Activist and animal rescuer.

SS: What made you go vegan and why?

PS: I am sorry that it took some 31 years after I became vegetarian to become vegan. Cheese is a very addictive food and I loved it. But I could no longer deny that there is what I now call “living violence” and that every time I had cheese, I was supporting the horrible veal industry. To support the dairy and egg industries was going against the non-violence to which I had dedicated my life so I finally made that much more difficult change. To take a baby calf away from his/her mother, both crying for the other, and to then further exploit them both, is violent behavior- as is confining mutilated birds in cramped cages with no opportunity to live out their natural instincts or to see and feel the sun.

But it was really in 2005 that my life as a vegetarian/vegan came to a new level. Volunteering weekly for Animal Acres, a farm animal sanctuary outside Los Angeles that I co-founded, I have grown to know and love these gentle beings in ways similar to my pets. How well I remember our first rescue- a “veal” calf we named “Gandhi” who was left to die after he was not sold at an auction due to his front legs being crippled. Because his newborn leg muscles hadn’t yet extended since birth, he was considered worthless and literally left to die. He was rescued & brought to Animal Acres where he received 24 hour supervision while he recuperated. He was able to walk & enjoy his life for a short time but he, too soon, succumbed to immunity problems due to his lack of colustrum, a natural immunity suppressor in mother’s milk. Why?
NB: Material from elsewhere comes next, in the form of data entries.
pub fn hint<W: Write>(app: &App, out: &mut Console<W>, book_id: &str) -> Result<()> {
    app.store().book(book_id)?;
    let mut session = app.session(book_id)?;
    let Some(change) = session.request_hint() else {
        return out.note(format!(
            "Hints are not available on {} difficulty.",
            app.difficulty
        ));
    };
    let query = active_quest(app, &session)?.map_or_else(
        || session.state().current_phase.label().to_string(),
        |q| q.description,
    );
    let best = app.registry.search(book_id, &query, 1)?.into_iter().next();
    let attempts = usize::try_from(session.state().consecutive_failures).unwrap_or(usize::MAX);
    let hints = generate_hints(attempts.saturating_add(1), best.as_ref());
    app.save(&session)?;

    out.emit(&change, |w, c| render::mana(w, c))?;
    out.emit(&hints, |w, hints| {
        for hint in hints {
            writeln!(w, "  💡 {hint}")?;
        }
        Ok(())
    })
}

pub fn advance<W: Write>(app: &App, out: &mut Console<W>, book_id: &str) -> Result<()> {
    app.store().book(book_id)?;
    let mut session = app.session(book_id)?;
    let outcome = app.engine.try_advance(&mut session)?;
    out.emit(&outcome, |w, a| render::advance(w, a))?;
    if let Advance::Moved { from, .. } = outcome {
        let card = app.record_milestone(book_id, from)?;
        out.emit(&card, |w, c| render::milestone(w, c))?;
    }
    Ok(())
}

pub fn rest<W: Write>(app: &App, out: &mut Console<W>, book_id: &str) -> Result<()> {
    app.store().book(book_id)?;
    let mut session = app.session(book_id)?;
    let change = session.rest();
    app.save(&session)?;
    out.emit(&change, |w, c| render::mana(w, c))
}

pub fn reset<W: Write>(app: &App, out: &mut Console<W>, book_id: &str) -> Result<()> {
    app.store().book(book_id)?;
    app.engine.reset(book_id, app.difficulty)?;
    out.note(format!(
        "🔄 Progress for {book_id} on {} reset.",
        app.difficulty
    ))
}

pub async fn verify<W: Write>(
    app: &App,
    out: &mut Console<W>,
    book_id: &str,
    count: Option<usize>,
    answers: Vec<String>,
) -> Result<()> {
    app.store().book(book_id)?;
    let validator = app.validator();

    if answers.is_empty() {
        let mut rng = ChaCha20Rng::seed_from_u64(app.seed);
        let questions = validator
            .generate_verification_questions(
                book_id,
                count.unwrap_or(DEFAULT_VERIFICATION_QUESTIONS),
                &mut rng,
            )
            .await?;
        app.store()
            .replace_verification(book_id, questions.clone())?;
        return out.emit(&questions, |w, q| render::verification_questions(w, q));
    }

    let questions = app.store().verification(book_id)?;
    if questions.is_empty() {
        bail!("no verification questions for {book_id}; run `deepread verify {book_id}` first");
    }
    let report = validator
        .evaluate_understanding_verification(&questions, &answers)
        .await?;
    out.emit(&report, |w, r| render::verification_report(w, r))?;
    if report.passed {
        app.store().set_understanding_verified(book_id, true)?;
        let mut session = app.session(book_id)?;
        let change = session.apply_mana(ManaEvent::RestatementSuccess);
        app.save(&session)?;
        out.emit(&change, |w, c| render::mana(w, c))?;
    }
    Ok(())
}

pub fn unlock<W: Write>(app: &App, out: &mut Console<W>, book_id: &str) -> Result<()> {
    app.store().book(book_id)?;
    let mut session = app.session(book_id)?;
    let completed = app.store().completed_books()?;
    let topics = app.store().topic_books()?;
    let check = check_unlock(
        session.state(),
        &advanced_mode(app.difficulty),
        &completed,
        &topics,
    );
    out.emit(&check, |w, c| render::unlock(w, c))?;
    if !session.unlock_advanced(&check) {
        return Ok(());
    }

    let Some(topic) = check.eligible_topics.first() else {
        return Ok(());
    };
    let members = topics.get(topic).unwrap_or(&completed);
    let books: Vec<BookRef> = app
        .store()
        .list_books()?
        .iter()
        .filter(|b| members.contains(&b.id))
        .map(BookRef::from)
        .collect();
    let quest = generate_syntopical_quest(session.state(), &books, topic, Utc::now());
    session.activate_quest(&quest.quest);
    app.store().add_quest(book_id, quest.quest.clone())?;
    app.save(&session)?;
    out.emit(&quest, |w, q| render::syntopical_quest(w, q))
}

pub fn topic<W: Write>(app: &App, out: &mut Console<W>, book_id: &str, topic: &str) -> Result<()> {
    app.store().book(book_id)?;
    let added = app.store().tag_topic(book_id, topic)?;
    out.note(if added {
        format!("🏷️  Tagged {book_id} with {topic:?}")
    } else {
        format!("{book_id} already carries {topic:?}")
    })
}
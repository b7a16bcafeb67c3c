//! Phase-aware quest generation.
use chrono::{DateTime, Utc};
use rand::Rng;
use regex::Regex;
use serde::{Deserialize, Serialize};
use std::fmt;
use std::sync::OnceLock;

use crate::constants::{
    ALCHEMY_XP, EASY_TIER_FAILURE_THRESHOLD, EXCERPT_ELLIPSIS, EXCERPT_FALLBACK,
    EXCERPT_PREVIEW_CHARS, HUNT_XP, JUDGE_XP, PARAGRAPH_BREAK_PATTERN, PARAGRAPH_MIN_CHARS,
    SCOUT_XP, SYNTHESIS_XP,
};
use crate::state::{GamePhase, GameState};

#[derive(Debug, Clone, Copy, PartialEq, Eq, Hash, Serialize, Deserialize)]
#[serde(rename_all = "SCREAMING_SNAKE_CASE")]
pub enum QuestKind {
    Scout,
    Hunt,
    Alchemy,
    Judge,
    Synthesis,
}

impl QuestKind {
    #[must_use]
    pub const fn for_phase(phase: GamePhase) -> Self {
        match phase {
            GamePhase::Scouting => Self::Scout,
            GamePhase::Hunting => Self::Hunt,
            GamePhase::Alchemy => Self::Alchemy,
            GamePhase::Judgment => Self::Judge,
            GamePhase::Syntopical => Self::Synthesis,
        }
    }

    #[must_use]
    pub const fn xp_reward(self) -> u32 {
        match self {
            Self::Scout => SCOUT_XP,
            Self::Hunt => HUNT_XP,
            Self::Alchemy => ALCHEMY_XP,
            Self::Judge => JUDGE_XP,
            Self::Synthesis => SYNTHESIS_XP,
        }
    }

    #[must_use]
    pub const fn as_str(self) -> &'static str {
        match self {
            Self::Scout => "SCOUT",
            Self::Hunt => "HUNT",
            Self::Alchemy => "ALCHEMY",
            Self::Judge => "JUDGE",
            Self::Synthesis => "SYNTHESIS",
        }
    }
}

impl fmt::Display for QuestKind {
    fn fmt(&self, f: &mut fmt::Formatter<'_>) -> fmt::Result {
        f.write_str(self.as_str())
    }
}

#[derive(Debug, Clone, Copy, PartialEq, Eq, Hash, Serialize, Deserialize, Default)]
#[serde(rename_all = "SCREAMING_SNAKE_CASE")]
pub enum QuestTier {
    Easy,
    #[default]
    Normal,
}

impl QuestTier {
    #[must_use]
    pub const fn as_str(self) -> &'static str {
        match self {
            Self::Easy => "EASY",
            Self::Normal => "NORMAL",
        }
    }
}

#[derive(Debug, Clone, Copy, PartialEq, Eq, Serialize, Deserialize, Default)]
#[serde(rename_all = "snake_case")]
pub enum QuestStatus {
    #[default]
    Active,
    Completed,
    Failed,
}

#[derive(Debug, Clone, PartialEq, Eq, Serialize, Deserialize)]
pub struct Quest {
    pub id: String,
    pub kind: QuestKind,
    pub description: String,
    pub target: String,
    pub xp_reward: u32,
    pub tier: QuestTier,
    #[serde(default)]
    pub status: QuestStatus,
    pub created_at: DateTime<Utc>,
}

/// Easy tier kicks in once the reader has failed more than twice in a row.
#[must_use]
pub const fn quest_tier(state: &GameState) -> QuestTier {
    if state.consecutive_failures > EASY_TIER_FAILURE_THRESHOLD {
        QuestTier::Easy
    } else {
        QuestTier::Normal
    }
}

fn paragraph_break() -> Option<&'static Regex> {
    static PARAGRAPH_BREAK: OnceLock<Option<Regex>> = OnceLock::new();
    PARAGRAPH_BREAK
        .get_or_init(|| Regex::new(PARAGRAPH_BREAK_PATTERN).ok())
        .as_ref()
}

/// Paragraph blocks long enough to quote.
#[must_use]
pub fn split_paragraphs(text: &str) -> Vec<&str> {
    let blocks: Vec<&str> = match paragraph_break() {
        Some(re) => re.split(text).collect(),
        None => text.split("\n\n").collect(),
    };
    blocks
        .into_iter()
        .filter(|block| block.chars().count() > PARAGRAPH_MIN_CHARS)
        .collect()
}

/// Pick one qualifying paragraph and truncate it into a quoted excerpt.
pub fn pick_excerpt<R: Rng + ?Sized>(text: &str, rng: &mut R) -> String {
    let paragraphs = split_paragraphs(text);
    let chosen = if paragraphs.is_empty() {
        EXCERPT_FALLBACK
    } else {
        paragraphs[rng.gen_range(0..paragraphs.len())]
    };
    let preview: String = chosen.chars().take(EXCERPT_PREVIEW_CHARS).collect();
    format!("{preview}{EXCERPT_ELLIPSIS}")
}

/// Build a quest for the reader's current phase.
///
/// Only the Easy hunting and alchemy quests quote an excerpt, so the RNG is
/// consulted for those alone. The state is never modified.
pub fn generate_quest<R: Rng + ?Sized>(
    state: &GameState,
    chapter_text: &str,
    rng: &mut R,
    now: DateTime<Utc>,
) -> Quest {
    let tier = quest_tier(state);
    let kind = QuestKind::for_phase(state.current_phase);
    let easy = tier == QuestTier::Easy;

    let (description, target) = match kind {
        QuestKind::Scout if easy => (
            "Read the first paragraph and identify one keyword.".to_string(),
            "Keyword Identification",
        ),
        QuestKind::Scout => (
            "Read the chapter and summarize its main theme in one sentence.".to_string(),
            "Unity Statement",
        ),
        QuestKind::Hunt if easy => (
            format!(
                "Find the definition of a word in this section: \"{}\"",
                pick_excerpt(chapter_text, rng)
            ),
            "Term Definition",
        ),
        QuestKind::Hunt => (
            "Identify and define 2 key terms that are central to this chapter's argument."
                .to_string(),
            "Term Logging",
        ),
        QuestKind::Alchemy if easy => (
            format!(
                "Find one declarative sentence in this paragraph: \"{}\"",
                pick_excerpt(chapter_text, rng)
            ),
            "Proposition Extraction",
        ),
        QuestKind::Alchemy => (
            "Construct an argument by linking 2 propositions found in this chapter.".to_string(),
            "Argument Building",
        ),
        QuestKind::Judge => (
            "Critique the author's main argument in this chapter using specific evidence."
                .to_string(),
            "Critique",
        ),
        QuestKind::Synthesis if easy => (
            "Analyze the common themes across your completed books and identify one key topic."
                .to_string(),
            "Topic Identification",
        ),
        QuestKind::Synthesis => (
            "Build a neutral terminology system by comparing terms from different books on the same topic."
                .to_string(),
            "Neutral Term System",
        ),
    };

    log::debug!(
        "quest generated kind={kind} tier={} phase={}",
        tier.as_str(),
        state.current_phase
    );

    Quest {
        id: format!("quest_{}", now.timestamp_millis()),
        kind,
        description,
        target: target.to_string(),
        xp_reward: kind.xp_reward(),
        tier,
        status: QuestStatus::Active,
        created_at: now,
    }
}
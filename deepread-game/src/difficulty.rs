//! Difficulty tiers and their tuning tables.
//!
//! Lookups never fail: an unrecognized difficulty name resolves to
//! [`DifficultyId::Master`].
use serde::{Deserialize, Serialize};
use std::fmt;
use std::str::FromStr;

use crate::constants::DEFAULT_MIN_GROUP_SIZE;
use crate::numbers::round_f64_to_u32;

#[derive(
    Debug, Clone, Copy, PartialEq, Eq, Hash, PartialOrd, Ord, Serialize, Deserialize, Default,
)]
#[serde(rename_all = "lowercase")]
pub enum DifficultyId {
    Beginner,
    Apprentice,
    #[default]
    Master,
    Expert,
}

impl DifficultyId {
    pub const ALL: &'static [Self] = &[Self::Beginner, Self::Apprentice, Self::Master, Self::Expert];

    #[must_use]
    pub const fn as_str(self) -> &'static str {
        match self {
            Self::Beginner => "beginner",
            Self::Apprentice => "apprentice",
            Self::Master => "master",
            Self::Expert => "expert",
        }
    }

    /// Resolve a free-form difficulty name, falling back to the default tier.
    #[must_use]
    pub fn from_name(name: &str) -> Self {
        name.parse().unwrap_or_else(|()| {
            log::debug!("unknown difficulty {name:?}, using {}", Self::default());
            Self::default()
        })
    }

    #[must_use]
    pub fn config(self) -> &'static DifficultyConfig {
        match self {
            Self::Beginner => &BEGINNER,
            Self::Apprentice => &APPRENTICE,
            Self::Master => &MASTER,
            Self::Expert => &EXPERT,
        }
    }
}

impl fmt::Display for DifficultyId {
    fn fmt(&self, f: &mut fmt::Formatter<'_>) -> fmt::Result {
        f.write_str(self.as_str())
    }
}

impl FromStr for DifficultyId {
    type Err = ();

    fn from_str(s: &str) -> Result<Self, Self::Err> {
        match s.trim().to_ascii_lowercase().as_str() {
            "beginner" => Ok(Self::Beginner),
            "apprentice" => Ok(Self::Apprentice),
            "master" => Ok(Self::Master),
            "expert" => Ok(Self::Expert),
            _ => Err(()),
        }
    }
}

/// Inventory counts required to leave the Hunting and Alchemy phases.
#[derive(Debug, Clone, Copy, PartialEq, Eq, Serialize, Deserialize)]
pub struct ProgressThresholds {
    pub terms: usize,
    pub propositions: usize,
    pub arguments: usize,
}

/// Unlock rules for the optional cross-book (syntopical) tier.
#[derive(Debug, Clone, Copy, PartialEq, Eq, Serialize, Deserialize)]
pub struct AdvancedModeConfig {
    pub enabled: bool,
    pub min_group_size: usize,
    pub require_prior_phase_complete: bool,
}

impl AdvancedModeConfig {
    pub const DISABLED: Self = Self {
        enabled: false,
        min_group_size: DEFAULT_MIN_GROUP_SIZE,
        require_prior_phase_complete: true,
    };
}

impl Default for AdvancedModeConfig {
    fn default() -> Self {
        Self::DISABLED
    }
}

#[derive(Debug, Clone, Copy, PartialEq, Serialize)]
pub struct DifficultyConfig {
    pub id: DifficultyId,
    pub name: &'static str,
    pub xp_multiplier: f64,
    pub mana_recovery: i32,
    pub hints_available: bool,
    pub thresholds: ProgressThresholds,
    pub advanced_mode: Option<AdvancedModeConfig>,
}

const BEGINNER: DifficultyConfig = DifficultyConfig {
    id: DifficultyId::Beginner,
    name: "Beginner",
    xp_multiplier: 0.5,
    mana_recovery: 40,
    hints_available: true,
    thresholds: ProgressThresholds {
        terms: 3,
        propositions: 2,
        arguments: 1,
    },
    advanced_mode: None,
};

const APPRENTICE: DifficultyConfig = DifficultyConfig {
    id: DifficultyId::Apprentice,
    name: "Apprentice",
    xp_multiplier: 0.75,
    mana_recovery: 30,
    hints_available: true,
    thresholds: ProgressThresholds {
        terms: 4,
        propositions: 3,
        arguments: 1,
    },
    advanced_mode: None,
};

const MASTER: DifficultyConfig = DifficultyConfig {
    id: DifficultyId::Master,
    name: "Master",
    xp_multiplier: 1.0,
    mana_recovery: 25,
    hints_available: false,
    thresholds: ProgressThresholds {
        terms: 5,
        propositions: 3,
        arguments: 1,
    },
    advanced_mode: None,
};

const EXPERT: DifficultyConfig = DifficultyConfig {
    id: DifficultyId::Expert,
    name: "Expert",
    xp_multiplier: 1.5,
    mana_recovery: 20,
    hints_available: false,
    thresholds: ProgressThresholds {
        terms: 7,
        propositions: 5,
        arguments: 2,
    },
    advanced_mode: Some(AdvancedModeConfig {
        enabled: true,
        min_group_size: 2,
        require_prior_phase_complete: true,
    }),
};

/// Look up a difficulty by name; unknown names use the default tier.
#[must_use]
pub fn config(name: &str) -> &'static DifficultyConfig {
    DifficultyId::from_name(name).config()
}

/// Scale a base XP reward by the tier's multiplier.
#[must_use]
pub fn compute_xp(base_xp: u32, difficulty: DifficultyId) -> u32 {
    round_f64_to_u32(f64::from(base_xp) * difficulty.config().xp_multiplier)
}

/// Mana restored by a rest. A fixed per-tier amount.
#[must_use]
pub fn compute_mana_recovery(difficulty: DifficultyId) -> i32 {
    difficulty.config().mana_recovery
}

#[must_use]
pub fn thresholds_for(difficulty: DifficultyId) -> ProgressThresholds {
    difficulty.config().thresholds
}

#[must_use]
pub fn hints_available(difficulty: DifficultyId) -> bool {
    difficulty.config().hints_available
}

#[must_use]
pub fn advanced_mode(difficulty: DifficultyId) -> AdvancedModeConfig {
    difficulty.config().advanced_mode.unwrap_or_default()
}

#[must_use]
pub fn is_advanced_enabled(difficulty: DifficultyId) -> bool {
    advanced_mode(difficulty).enabled
}

#[cfg(test)]
mod tests {
    use super::*;

    #[test]
    fn unknown_names_fall_back_to_master() {
        assert_eq!(DifficultyId::from_name("nightmare"), DifficultyId::Master);
        assert_eq!(config("").id, DifficultyId::Master);
        assert_eq!(DifficultyId::from_name(" Expert "), DifficultyId::Expert);
    }

    #[test]
    fn xp_scales_and_rounds() {
        assert_eq!(compute_xp(50, DifficultyId::Beginner), 25);
        assert_eq!(compute_xp(25, DifficultyId::Apprentice), 19);
        assert_eq!(compute_xp(30, DifficultyId::Master), 30);
        assert_eq!(compute_xp(25, DifficultyId::Expert), 38);
    }

    #[test]
    fn mana_recovery_is_fixed_per_tier() {
        assert_eq!(compute_mana_recovery(DifficultyId::Beginner), 40);
        assert_eq!(compute_mana_recovery(DifficultyId::Expert), 20);
    }

    #[test]
    fn only_expert_enables_advanced_mode() {
        for id in DifficultyId::ALL {
            assert_eq!(is_advanced_enabled(*id), *id == DifficultyId::Expert);
        }
        assert_eq!(advanced_mode(DifficultyId::Master), AdvancedModeConfig::DISABLED);
        assert_eq!(thresholds_for(DifficultyId::Expert).arguments, 2);
        assert!(hints_available(DifficultyId::Beginner));
        assert!(!hints_available(DifficultyId::Master));
    }

    #[test]
    fn ids_roundtrip_through_strings() {
        for id in DifficultyId::ALL {
            assert_eq!(id.as_str().parse::<DifficultyId>(), Ok(*id));
            assert_eq!(id.to_string(), id.as_str());
        }
    }
}
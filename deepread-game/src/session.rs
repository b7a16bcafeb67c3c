use chrono::{DateTime, Utc};
use rand::SeedableRng;
use rand_chacha::ChaCha20Rng;
use serde::Serialize;

use crate::constants::VERDICT_PARTIAL_ABOVE;
use crate::debug::{DebugCommand, DebugEffect};
use crate::difficulty::{self, DifficultyId};
use crate::numbers::similarity_to_percent;
use crate::quest::{Quest, QuestStatus, generate_quest};
use crate::state::{
    ActionKind, GamePhase, GameState, Inventory, ManaChange, ManaEvent, PhaseProgress,
    VisionFragment, XpAward,
};
use crate::syntopical::UnlockCheck;
use crate::validation::ValidationResult;

/// Outcome of handing a validated answer back to its quest.
#[derive(Debug, Clone, PartialEq, Serialize)]
pub enum QuestOutcome {
    Completed(XpAward),
    Partial(ManaChange),
    Failed(ManaChange),
}

impl QuestOutcome {
    #[must_use]
    pub const fn status(&self) -> QuestStatus {
        match self {
            Self::Completed(_) => QuestStatus::Completed,
            Self::Partial(_) | Self::Failed(_) => QuestStatus::Failed,
        }
    }
}

#[derive(Debug, Clone, PartialEq, Eq, Serialize)]
pub enum Advance {
    Moved { from: GamePhase, to: GamePhase },
    Blocked(PhaseProgress),
    FinalPhase,
}

/// What handing in one answer did to the session.
#[derive(Debug, Clone, PartialEq, Serialize)]
pub enum Settlement {
    /// The answer settled the active quest; its reward replaces the action XP.
    Quest(QuestOutcome),
    /// Accepted outside a quest and paid the action's XP.
    Action(XpAward),
    /// Rejected outside a quest.
    Rejected(ManaChange),
    /// Accepted, but the answer earns nothing on its own.
    Unrewarded,
}

/// Near misses above the partial band cost less than wrong answers.
fn rejection_event(result: &ValidationResult) -> ManaEvent {
    if result.score > similarity_to_percent(VERDICT_PARTIAL_ABOVE) {
        ManaEvent::PartialAnswer
    } else {
        ManaEvent::WrongAnswer
    }
}

/// One reader working through one book at one difficulty.
#[derive(Debug, Clone)]
pub struct ReadingSession {
    book_id: String,
    difficulty: DifficultyId,
    seed: u64,
    state: GameState,
    rng: ChaCha20Rng,
}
Because he was taken away from his mother within 24 hours of birth and therefore didn’t get enough of this immune strengthening milk from her to fight off infections.

Due to foreclosures, we rescued a goat we named Hope whose hooves were so overgrown that she could no longer walk & was slowly starving to death. She shocked us by giving birth to a healthy baby, Faith, the day after we rescued her. However, after giving birth, she could no longer stand; her strength was gone. Despite months of veterinary care, hot baths, massages, & lots of food & love, we lost Hope. Our hearts were broken but we find solace and joy in watching her daughter, Faith, living happily at the farm. I find solace in knowing they all died at a loving, peaceful place with people who cared for them, not exploited them. There are so many stories- some sad like Hope & Gandhi but many more of the lucky animals who came to us- abused, scared and distrustful and were turned around due to patience, care and love. Food helps too! I encourage you to visit Animal Acres or the other 24 farm animal sanctuaries around our country and meet these magnificent animals. It just might change your diet & your life!

SS: Has it been difficult for you? If yes, what was difficult and did it get easier?

PS: Because I consider myself a reformed cheese addict, I have to admit that I did miss it, especially the pizzas & mac ‘n cheese but now, with Daiya, I’m quite satisfied. Also, there are so many incredibly delicious vegan restaurants in so many cities that I hardly miss it anymore. However, I do believe that life is about making some sacrifices- and this is one I am happy to do- for the animals, the planet and me. As an IDA t-shirt reads- Veganism is Direct Action.

SS: What are some animal rights related things you participate in?

PS: I am active in many ways but it never feels like enough. I co-founded Animal Acres and have over 1000 acres in Northern California which is home to over 200 horses and the organization, DreamCatchers. I also stay involved politically as I think we need animal friendly politicians to make pro-animal laws. You will find me at LA City Council meetings as well as wherever else I can speak to support better laws for animals. I protest, I write letters, I have a blog- & I make bumper stickers and, I trap, spay & neuter feral cats.

SS: What are your favorite AR organizations?

PS: My new favorite is Animal Rescue Corps, founded by the incredible Scotlund Haisley. This newly formed group has already saved thousands of animals- either from horrific puppy mills or hoarding situations to natural disaster relief. I volunteered for their first two rescues and there is really nothing more gratifying than rescuing animals from devastating conditions. They recently rescued 4 macaque monkeys living in filthy, small barren cages, with little to no food or water, who are now safely living at a sanctuary. I also love PCRM for their incredible work, and, of course, PETA. I have been a PCRM & PETA member for many, many years and I think both groups do awesome work through education, investigations and other campaigns. I am also a big fan of PAWS Sanctuary in Northern California, which cares for retired performing/abused wild animals, and the many local animal rescue groups who work so hard to make life better for the poor animals we call “pets”.